I swallowed. ‘What is it?’
‘Yesterday. I spoke to your father.’
‘Did he ring?’ I sat bolt upright. ‘Why didn’t you tell me? Is everything okay?’ My mind raced. Was something wrong at home? Or was Niko worried I’d have no job if we split up and I decided to return to England? Perhaps he was trying to line me up a position with my dad – not that I’d need anyone’s help. I was an independent, modern woman who…aarghh, who melted like chocolate in the sun, when Niko touched me or spoke with his sexy Greek accent that made my skin flush and palms moisten.
‘We…I…your father agreed that…’
‘Niko! Just spit it out!’
‘Huh?’ His brow furrowed and he stuck out his tongue. ‘See, I am not eating anything.’
‘No! In English that means hurry up and tell me. What’s this all about?’
‘Us. The future.’ He pulled a small red box out of his back pocket.
I gasped. Gosh. Really?

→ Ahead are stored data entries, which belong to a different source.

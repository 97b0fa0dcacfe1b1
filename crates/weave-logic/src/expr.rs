//! Boolean expressions over native predicate atoms

use std::collections::BTreeSet;
use std::fmt;

use crate::LogicError;

#[derive(Debug, Clone, Copy, PartialEq, Eq, Hash)]
pub enum LogicOp {
    And,
    Or,
}

impl LogicOp {
    pub fn symbol(&self) -> &'static str {
        match self {
            LogicOp::And => "&&",
            LogicOp::Or => "||",
        }
    }
}

/// A signed boolean expression tree
///
/// Atoms are stored unquoted. `positive == false` negates the whole node.
#[derive(Debug, Clone, PartialEq, Eq, Hash)]
pub enum LogicExpr {
    Var {
        atom: String,
        positive: bool,
    },
    Compound {
        op: LogicOp,
        children: Vec<LogicExpr>,
        positive: bool,
    },
}

impl LogicExpr {
    pub fn var(atom: impl Into<String>) -> Self {
        LogicExpr::Var {
            atom: atom.into(),
            positive: true,
        }
    }

    /// Parse `"A" && !("B" || 'C')` style text without simplifying it
    pub fn parse(text: &str) -> Result<Self, LogicError> {
        if text.trim().is_empty() {
            return Err(LogicError::Empty);
        }
        split_top(text, "||", text)?;
        parse_node(text, text)
    }

    pub fn is_positive(&self) -> bool {
        match self {
            LogicExpr::Var { positive, .. } | LogicExpr::Compound { positive, .. } => *positive,
        }
    }

    /// Flip the sign of this node only
    pub fn negate(self) -> Self {
        match self {
            LogicExpr::Var { atom, positive } => LogicExpr::Var {
                atom,
                positive: !positive,
            },
            LogicExpr::Compound {
                op,
                children,
                positive,
            } => LogicExpr::Compound {
                op,
                children,
                positive: !positive,
            },
        }
    }

    /// Evaluate under an assignment of truth values to atoms
    pub fn evaluate(&self, truth: &dyn Fn(&str) -> bool) -> bool {
        match self {
            LogicExpr::Var { atom, positive } => truth(atom) == *positive,
            LogicExpr::Compound {
                op,
                children,
                positive,
            } => {
                let value = match op {
                    LogicOp::And => children.iter().all(|c| c.evaluate(truth)),
                    LogicOp::Or => children.iter().any(|c| c.evaluate(truth)),
                };
                value == *positive
            }
        }
    }

    /// Distinct atoms in sorted order
    pub fn atoms(&self) -> BTreeSet<&str> {
        let mut atoms = BTreeSet::new();
        self.collect_atoms(&mut atoms);
        atoms
    }

    fn collect_atoms<'a>(&'a self, atoms: &mut BTreeSet<&'a str>) {
        match self {
            LogicExpr::Var { atom, .. } => {
                atoms.insert(atom);
            }
            LogicExpr::Compound { children, .. } => {
                for child in children {
                    child.collect_atoms(atoms);
                }
            }
        }
    }

    /// Order-independent text used to compare expressions
    pub fn canonical(&self) -> String {
        match self {
            LogicExpr::Var { atom, positive } => format!("{}{}", sign(*positive), quote(atom)),
            LogicExpr::Compound {
                op,
                children,
                positive,
            } => {
                let mut parts: Vec<String> = children.iter().map(LogicExpr::canonical).collect();
                parts.sort();
                format!("{}({})", sign(*positive), parts.join(op.symbol()))
            }
        }
    }

    /// Number of nodes in the tree
    pub fn size(&self) -> usize {
        match self {
            LogicExpr::Var { .. } => 1,
            LogicExpr::Compound { children, .. } => {
                1 + children.iter().map(LogicExpr::size).sum::<usize>()
            }
        }
    }
}

impl fmt::Display for LogicExpr {
    fn fmt(&self, f: &mut fmt::Formatter<'_>) -> fmt::Result {
        match self {
            LogicExpr::Var { atom, positive } => write!(f, "{}{}", sign(*positive), quote(atom)),
            LogicExpr::Compound {
                op,
                children,
                positive,
            } => {
                write!(f, "{}(", sign(*positive))?;
                for (i, child) in children.iter().enumerate() {
                    if i > 0 {
                        write!(f, " {} ", op.symbol())?;
                    }
                    write!(f, "{child}")?;
                }
                write!(f, ")")
            }
        }
    }
}

fn sign(positive: bool) -> &'static str {
    if positive {
        ""
    } else {
        "!"
    }
}

fn quote(atom: &str) -> String {
    format!("\"{}\"", atom.replace('\\', "\\\\").replace('"', "\\\""))
}

// === Parsing ===

fn parse_node(text: &str, whole: &str) -> Result<LogicExpr, LogicError> {
    let (body, positive) = strip_prefixes(text, whole)?;
    if body.is_empty() {
        return Err(LogicError::MissingOperand(whole.to_string()));
    }
    for op in [LogicOp::Or, LogicOp::And] {
        let parts = split_top(body, op.symbol(), whole)?;
        if parts.len() > 1 {
            let children = parts
                .into_iter()
                .map(|part| parse_node(part, whole))
                .collect::<Result<Vec<_>, _>>()?;
            return Ok(LogicExpr::Compound {
                op,
                children,
                positive,
            });
        }
    }
    Ok(LogicExpr::Var {
        atom: unquote(body),
        positive,
    })
}

/// Strip leading negations and redundant outer parentheses
fn strip_prefixes<'a>(text: &'a str, whole: &str) -> Result<(&'a str, bool), LogicError> {
    let mut body = text.trim();
    let mut positive = true;
    loop {
        if let Some(rest) = body.strip_prefix('!') {
            positive = !positive;
            body = rest.trim();
        } else if body.starts_with('(')
            && body.ends_with(')')
            && closing_paren(body, whole)? == body.len() - 1
        {
            body = body[1..body.len() - 1].trim();
        } else {
            return Ok((body, positive));
        }
    }
}

/// Walk `text` outside of quoted literals, yielding byte offsets and paren depth
///
/// `visit` returns `true` to stop early.
fn walk(
    text: &str,
    whole: &str,
    mut visit: impl FnMut(usize, u8, i32) -> bool,
) -> Result<(), LogicError> {
    let bytes = text.as_bytes();
    let mut depth = 0i32;
    let mut quote: Option<u8> = None;
    let mut i = 0;
    while i < bytes.len() {
        let b = bytes[i];
        if let Some(q) = quote {
            if b == b'\\' && q != b'`' {
                i += 2;
                continue;
            }
            if b == q {
                quote = None;
            }
            i += 1;
            continue;
        }
        match b {
            b'"' | b'\'' | b'`' => quote = Some(b),
            b'(' => depth += 1,
            b')' => {
                depth -= 1;
                if depth < 0 {
                    return Err(LogicError::UnbalancedParens(whole.to_string()));
                }
            }
            _ => {}
        }
        if visit(i, b, depth) {
            return Ok(());
        }
        i += 1;
    }
    if quote.is_some() {
        return Err(LogicError::UnterminatedQuote(whole.to_string()));
    }
    if depth != 0 {
        return Err(LogicError::UnbalancedParens(whole.to_string()));
    }
    Ok(())
}

/// Offset of the paren closing the `(` at offset 0
fn closing_paren(text: &str, whole: &str) -> Result<usize, LogicError> {
    let mut close = None;
    walk(text, whole, |i, b, depth| {
        if b == b')' && depth == 0 {
            close = Some(i);
            return true;
        }
        false
    })?;
    close.ok_or_else(|| LogicError::UnbalancedParens(whole.to_string()))
}

/// Split on `op` where it occurs at paren depth 0 outside quotes
fn split_top<'a>(text: &'a str, op: &str, whole: &str) -> Result<Vec<&'a str>, LogicError> {
    let bytes = text.as_bytes();
    let mut cuts = Vec::new();
    let mut skip_until = 0;
    walk(text, whole, |i, _, depth| {
        if i >= skip_until && depth == 0 && bytes[i..].starts_with(op.as_bytes()) {
            cuts.push(i);
            skip_until = i + op.len();
        }
        false
    })?;
    let mut parts = Vec::with_capacity(cuts.len() + 1);
    let mut start = 0;
    for cut in cuts {
        parts.push(&text[start..cut]);
        start = cut + op.len();
    }
    parts.push(&text[start..]);
    Ok(parts)
}

/// Remove one layer of quotes if the whole atom is a single literal
fn unquote(atom: &str) -> String {
    let atom = atom.trim();
    let Some(q) = atom.chars().next().filter(|c| matches!(c, '"' | '\'' | '`')) else {
        return atom.to_string();
    };
    let mut out = String::new();
    let mut chars = atom[1..].char_indices();
    while let Some((i, c)) = chars.next() {
        match c {
            '\\' if q != '`' => {
                if let Some((_, escaped)) = chars.next() {
                    out.push(escaped);
                }
            }
            c if c == q => {
                return if i + 2 == atom.len() {
                    out.trim().to_string()
                } else {
                    atom.to_string()
                };
            }
            c => out.push(c),
        }
    }
    atom.to_string()
}

#[cfg(test)]
mod tests {
    use super::*;

    #[test]
    fn parses_nested_structure() {
        let expr = LogicExpr::parse(r#""A" && !("B" || 'C')"#).expect("parse");
        let LogicExpr::Compound { op, children, positive } = &expr else {
            panic!("expected compound");
        };
        assert_eq!(*op, LogicOp::And);
        assert!(positive);
        assert_eq!(children[0], LogicExpr::var("A"));
        assert_eq!(
            children[1],
            LogicExpr::Compound {
                op: LogicOp::Or,
                children: vec![LogicExpr::var("B"), LogicExpr::var("C")],
                positive: false,
            }
        );
    }

    #[test]
    fn operators_inside_quotes_are_atoms() {
        let expr = LogicExpr::parse(r#""entity @s[tag=a||b]""#).expect("parse");
        assert_eq!(expr, LogicExpr::var("entity @s[tag=a||b]"));
    }

    #[test]
    fn escaped_quotes_are_unescaped() {
        let expr = LogicExpr::parse(r#""data entity @s {Name:\"x\"}""#).expect("parse");
        assert_eq!(expr, LogicExpr::var(r#"data entity @s {Name:"x"}"#));
    }

    #[test]
    fn negation_inside_parens() {
        assert_eq!(
            LogicExpr::parse(r#"(!"A")"#).expect("parse"),
            LogicExpr::var("A").negate()
        );
    }

    #[test]
    fn adjacent_groups_keep_their_parens() {
        let expr = LogicExpr::parse(r#"("A") && ("B")"#).expect("parse");
        assert!(matches!(expr, LogicExpr::Compound { op: LogicOp::And, .. }));
    }

    #[test]
    fn errors() {
        assert_eq!(LogicExpr::parse("  "), Err(LogicError::Empty));
        assert!(matches!(
            LogicExpr::parse(r#""A" &&"#),
            Err(LogicError::MissingOperand(_))
        ));
        assert!(matches!(
            LogicExpr::parse(r#"("A""#),
            Err(LogicError::UnbalancedParens(_))
        ));
        assert!(matches!(
            LogicExpr::parse(r#""A"#),
            Err(LogicError::UnterminatedQuote(_))
        ));
    }

    #[test]
    fn evaluate_and_display() {
        let expr = LogicExpr::parse(r#"!("A" || "B")"#).expect("parse");
        assert!(expr.evaluate(&|_| false));
        assert!(!expr.evaluate(&|a| a == "B"));
        assert_eq!(expr.to_string(), r#"!("A" || "B")"#);
        assert_eq!(LogicExpr::parse(&expr.to_string()).expect("reparse"), expr);
    }

    #[test]
    fn canonical_ignores_order() {
        let a = LogicExpr::parse(r#""A" && "B""#).expect("parse");
        let b = LogicExpr::parse(r#""B" && "A""#).expect("parse");
        assert_eq!(a.canonical(), b.canonical());
        assert_ne!(a, b);
    }
}
#[cfg(test)]
mod tests {
    use super::*;

    fn kinds(source: &str) -> Vec<TokenKind> {
        tokenize(source)
            .expect("lex")
            .tokens
            .into_iter()
            .map(|t| t.kind)
            .filter(|k| *k != TokenKind::Eol)
            .collect()
    }

    fn texts(source: &str) -> Vec<(TokenKind, String)> {
        tokenize(source)
            .expect("lex")
            .tokens
            .iter()
            .filter(|t| !matches!(t.kind, TokenKind::Eol | TokenKind::Eof))
            .map(|t| (t.kind, t.text(source).to_string()))
            .collect()
    }

    #[test]
    fn test_line_classification() {
        let source = "say hi\nlet n = 3;\n# comment\n// note\nprint(n)\nfunction demo:main";
        assert_eq!(
            kinds(source),
            vec![
                TokenKind::Command,
                TokenKind::Host,
                TokenKind::Host,
                TokenKind::Command,
                TokenKind::Eof
            ]
        );
    }

    #[test]
    fn test_terminator_wins_over_vocabulary() {
        assert_eq!(kinds("say hi;"), vec![TokenKind::Host, TokenKind::Eof]);
    }

    #[test]
    fn test_header_bindings() {
        let lexed = tokenize(";;import;lib;util\n;;export;shared;cfg\n\nsay hi").expect("lex");
        assert_eq!(lexed.header.imports.len(), 1);
        assert_eq!(lexed.header.imports[0].target, "lib");
        assert_eq!(lexed.header.imports[0].name, "util");
        assert_eq!(lexed.header.exports[0].name, "cfg");
        assert_eq!(lexed.header.exports[0].line, 2);
        assert_eq!(lexed.tokens[0].line, 4);
    }

    #[test]
    fn test_misplaced_directive() {
        let err = tokenize("say hi\n;;import;lib;util").unwrap_err();
        assert!(matches!(err, LexError::MisplacedDirective { line: 2, .. }));
    }

    #[test]
    fn test_invalid_directive() {
        let err = tokenize(";;import;lib").unwrap_err();
        assert!(matches!(err, LexError::InvalidDirective { line: 1, .. }));
        assert!(tokenize(";;share;lib;x").is_err());
    }

    #[test]
    fn test_host_block_spans_lines() {
        let source = "fn greet(n) {\n  if n > 1 { print(n); }\n}\nsay done";
        let tokens = texts(source);
        assert_eq!(tokens[0].0, TokenKind::Host);
        assert_eq!(tokens[0].1, "fn greet(n) {\n  if n > 1 { print(n); }\n}");
        assert_eq!(tokens[1], (TokenKind::Command, "say done".to_string()));
    }

    #[test]
    fn test_if_else_chain() {
        let source = "if (\"A\") {\n  say a\n} else if (n > 1) {\n  say b\n} else {\n  say c\n}";
        assert_eq!(
            kinds(source),
            vec![
                TokenKind::If,
                TokenKind::LParen,
                TokenKind::NativeAtom,
                TokenKind::RParen,
                TokenKind::LBrace,
                TokenKind::Command,
                TokenKind::RBrace,
                TokenKind::Elif,
                TokenKind::LParen,
                TokenKind::HostAtom,
                TokenKind::RParen,
                TokenKind::LBrace,
                TokenKind::Command,
                TokenKind::RBrace,
                TokenKind::Else,
                TokenKind::LBrace,
                TokenKind::Command,
                TokenKind::RBrace,
                TokenKind::Eof,
            ]
        );
    }

    #[test]
    fn test_inline_bodies() {
        let source = "if (\"A\") { say 1 } else { say 2 }";
        let tokens = texts(source);
        assert_eq!(tokens[5], (TokenKind::Command, "say 1".to_string()));
        assert_eq!(tokens[6].0, TokenKind::RBrace);
        assert_eq!(tokens[9], (TokenKind::Command, "say 2".to_string()));
        assert_eq!(tokens[10].0, TokenKind::RBrace);
    }

    #[test]
    fn test_nested_inline_structure() {
        let source = "while (\"A\") { if (x) { say 1 } }";
        let count = kinds(source)
            .iter()
            .filter(|k| **k == TokenKind::RBrace)
            .count();
        assert_eq!(count, 2);
    }

    #[test]
    fn test_condition_atoms() {
        let source = "if (\"block ~ ~ ~ stone\" && a != 1) {\n}";
        let tokens = texts(source);
        assert_eq!(tokens[2], (TokenKind::NativeAtom, "\"block ~ ~ ~ stone\"".to_string()));
        assert_eq!(tokens[3].0, TokenKind::AndAnd);
        assert_eq!(tokens[4], (TokenKind::HostAtom, "a != 1".to_string()));
    }

    #[test]
    fn test_quoted_host_comparison() {
        let source = "if (\"a\" == name) {\n}";
        let tokens = texts(source);
        assert_eq!(tokens[2], (TokenKind::HostAtom, "\"a\" == name".to_string()));
    }

    #[test]
    fn test_groups_and_calls() {
        let source = "if (!(\"A\" || \"B\").and(f(x) > 2)) {\n}";
        assert_eq!(
            kinds(source),
            vec![
                TokenKind::If,
                TokenKind::LParen,
                TokenKind::Bang,
                TokenKind::LParen,
                TokenKind::NativeAtom,
                TokenKind::OrOr,
                TokenKind::NativeAtom,
                TokenKind::RParen,
                TokenKind::AndCall,
                TokenKind::HostAtom,
                TokenKind::RParen,
                TokenKind::RParen,
                TokenKind::LBrace,
                TokenKind::RBrace,
                TokenKind::Eof,
            ]
        );
    }

    #[test]
    fn test_call_parens_stay_in_host_atom() {
        let source = "if (len(xs) > 0 && \"A\") {\n}";
        let tokens = texts(source);
        assert_eq!(tokens[2], (TokenKind::HostAtom, "len(xs) > 0".to_string()));
        assert_eq!(tokens[4].0, TokenKind::NativeAtom);
    }

    #[test]
    fn test_multiline_condition() {
        let source = "if (\"A\" &&\n    \"B\") {\n  say 1\n}";
        let lexed = tokenize(source).expect("lex");
        let atoms: Vec<usize> = lexed
            .tokens
            .iter()
            .filter(|t| t.kind == TokenKind::NativeAtom)
            .map(|t| t.line)
            .collect();
        assert_eq!(atoms, vec![1, 2]);
        let say = lexed.tokens.iter().find(|t| t.kind == TokenKind::Command);
        assert_eq!(say.map(|t| t.line), Some(3));
    }

    #[test]
    fn test_for_and_action_params() {
        let tokens = texts("for (i in 0..3) {\n}\n@execute(as @a) {\n}");
        assert_eq!(tokens[0].0, TokenKind::For);
        assert_eq!(tokens[2], (TokenKind::Params, "i in 0..3".to_string()));
        assert_eq!(tokens[6], (TokenKind::Action, "@execute".to_string()));
        assert_eq!(tokens[8], (TokenKind::Params, "as @a".to_string()));
    }

    #[test]
    fn test_missing_operand_is_lexed() {
        assert_eq!(
            kinds("if (\"A\" &&) {\n}")[2..5],
            [TokenKind::NativeAtom, TokenKind::AndAnd, TokenKind::RParen]
        );
    }

    #[test]
    fn test_unterminated_literal() {
        let err = tokenize("say a\nif (\"A) {\n}").unwrap_err();
        assert!(matches!(err, LexError::UnterminatedLiteral { line: 2, .. }));
    }

    #[test]
    fn test_unterminated_region() {
        let err = tokenize("for (i in 0..3 {\n}").unwrap_err();
        assert!(matches!(err, LexError::UnterminatedRegion { line: 1, .. }));
    }

    #[test]
    fn test_keyword_prefixes_are_not_structural() {
        assert_eq!(structural_keyword("iffy(1)"), None);
        assert_eq!(structural_keyword("elsewhere"), None);
        assert_eq!(structural_keyword("else if (x)"), Some((TokenKind::Elif, 7)));
        assert_eq!(structural_keyword("@repeat (3)"), Some((TokenKind::Action, 7)));
    }
}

But…’ My eyes pricked.
‘Your father gives us his blessing,’ Niko prised open the lid and looked up at me shyly. ‘I hope you don’t mind me seeking your father’s permission first but…’ He shrugged those strong shoulders and I nodded, knowing how important some traditions were to him, especially when it came to family. ‘Pippa, you are sweeter than the most honey-filled baklava in Athens. Your first smile of the day is my sunrise. Marry me. Make me the happiest man in the whole of Greece.’
A lump rose in my throat. What an exceptionally pretty silver ring, bearing a sparkling blue sapphire, surrounded by tiny diamonds. It reminded me of the blue and white houses across the island.